Study Shows How Doctors GET PAID to Fuel the Opioid Crisis

Most doctors are wonderful people and consummate professionals who truly want the best for their patients. But a recent study suggests much of the blame for the opioid crisis lies squarely on the shoulders of doctors who write prescriptions for hard-hitting opioids when other simpler pain-relieving methods would suffice.

The study shows that as recently as 2015, doctors were still prescribing the addictive and potentially deadly painkillers even for minor injuries in great numbers.

Researchers wrote in the Annals of Emergency Medicine that 1/4 of patients treated for ankle sprains between 2011 and 2015 were prescribed an opioid to deal with the pain.

For the study, researchers from the University of Pennsylvania analyzed private insurance claims filed by nearly 31,000 patients who had been treated in the emergency room for a sprained ankle. The patients were over the age of 18 and had not been prescribed an opioid in the 6 months prior to their injury.

Researchers looked at prescriber habits shortly before 2016, when the U.S. Centers for Disease Control and Prevention (CDC) issued guidelines urging doctors to only prescribe opioids in dire situations and the federal government announced it would limit the length of first-time opioid prescriptions. [2]

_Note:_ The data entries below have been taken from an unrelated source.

//! Error types for the Ratekeeper library.

use thiserror::Error;

/// Errors produced by skip predicates and other user-supplied callables.
pub type BoxError = Box<dyn std::error::Error + Send + Sync>;

/// Main error type for Ratekeeper operations.
#[derive(Error, Debug)]
pub enum RateKeeperError {
    /// Configuration-related errors, including invalid limit definitions
    #[error("Configuration error: {0}")]
    Config(String),

    /// The backing store is unreachable or a transaction could not complete
    #[error("Store error: {0}")]
    Store(#[from] redis::RedisError),

    /// A per-limit skip predicate failed
    #[error("Skip predicate failed: {0}")]
    Skip(#[source] BoxError),

    /// The store's optimistic compare-and-set loop hit its attempt bound.
    /// Reported as a connectivity-class failure, never as a decision.
    #[error("Store contention not resolved after {attempts} attempts")]
    RetryExhausted { attempts: usize },

    /// I/O errors
    #[error("I/O error: {0}")]
    Io(#[from] std::io::Error),
}

/// Result type alias for Ratekeeper operations.
pub type Result<T> = std::result::Result<T, RateKeeperError>;
//! Counting tracks whose centers cross an oriented line.

use std::collections::HashMap;

use image::Rgb;
use imageproc::drawing::{draw_filled_circle_mut, draw_line_segment_mut};
use log::debug;

use crate::Frame;
use crate::counting::PostProcessor;
use crate::counting::line::Line;
use crate::metrics::Metrics;
use crate::tracker::{Track, TrackId};

pub const COUNT: &str = "count";
pub const COUNT_POSITIVE: &str = "count_positive";
pub const COUNT_NEGATIVE: &str = "count_negative";

const LINE_COLOR: Rgb<u8> = Rgb([255, 255, 0]);

/// Tracks need strictly more hits than this before a side change counts.
pub const MIN_HITS: u32 = 2;

/// Counts side changes of track centers relative to a [`Line`].
///
/// The first sighting of an identity only records its side, so an object
/// that appears already past the line is not counted.
#[derive(Debug, Clone)]
pub struct LineCounter {
    line: Line,
    side_by_id: HashMap<TrackId, bool>,
    count: u64,
    count_positive: u64,
    count_negative: u64,
}

impl LineCounter {
    pub fn new(line: Line) -> Self {
        Self {
            line,
            side_by_id: HashMap::new(),
            count: 0,
            count_positive: 0,
            count_negative: 0,
        }
    }

    pub fn line(&self) -> &Line {
        &self.line
    }

    pub fn count(&self) -> u64 {
        self.count
    }

    /// Last recorded side of `id`, if it has been seen.
    pub fn side_of(&self, id: TrackId) -> Option<bool> {
        self.side_by_id.get(&id).copied()
    }

    /// Number of identities with a recorded side.
    pub fn tracked_sides(&self) -> usize {
        self.side_by_id.len()
    }

    fn metrics(&self) -> Metrics {
        let mut metrics = Metrics::new();
        metrics.insert(COUNT, self.count as f64);
        metrics.insert(COUNT_POSITIVE, self.count_positive as f64);
        metrics.insert(COUNT_NEGATIVE, self.count_negative as f64);
        metrics
    }
}

impl PostProcessor for LineCounter {
    fn process(&mut self, frame_idx: u64, tracks: &[Track]) -> Metrics {
        for track in tracks {
            let now_side = self.line.side(&track.bbox.center());
            let Some(prev_side) = self.side_by_id.insert(track.track_id, now_side) else {
                continue;
            };
            if prev_side != now_side && track.hits > MIN_HITS {
                self.count += 1;
                if now_side {
                    self.count_positive += 1;
                } else {
                    self.count_negative += 1;
                }
                debug!(
                    "frame {}: track {} crossed the line (count {})",
                    frame_idx, track.track_id, self.count
                );
            }
        }
        self.metrics()
    }

    fn draw(&self, frame: &mut Frame) {
        let (a, b) = (self.line.a, self.line.b);
        for offset in [-0.5f32, 0.5] {
            draw_line_segment_mut(
                frame,
                (a.x as f32 + offset, a.y as f32 + offset),
                (b.x as f32 + offset, b.y as f32 + offset),
                LINE_COLOR,
            );
        }
        draw_filled_circle_mut(frame, (a.x, a.y), 4, LINE_COLOR);
        draw_filled_circle_mut(frame, (b.x, b.y), 4, LINE_COLOR);
    }

    fn forget(&mut self, ids: &[TrackId]) {
        for id in ids {
            self.side_by_id.remove(id);
        }
    }
}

Read: The DEA Will Slash Opioid Production 25% in 2017

Study leader Kit Delgado, an assistant professor of emergency medicine and epidemiology at the University of Pennsylvania’s Perelman School of Medicine, said:

“There was this leap to opioids, either in perception of patient expectations or to meet patient expectations.”

The team found that:

  • Overall, 25.1% of the patients studied received an opioid prescription.
  • Most of the opioid prescriptions were for short-term use – about 15 pills (enough for 3 days) and low-dose. However, a small number of patients received a prescription equivalent to more than 30 tablets of medium-strength oxycodone – a drug with “high potential for abuse,” according to the Drug Enforcement Agency (DEA).
  • Nearly 5% of patients who received a mid-strength opioid prescription progressed to prolonged opioid use, compared to about 1% of patients who were given a more moderate prescription, and 0.5% of patients who did not receive an opioid prescription.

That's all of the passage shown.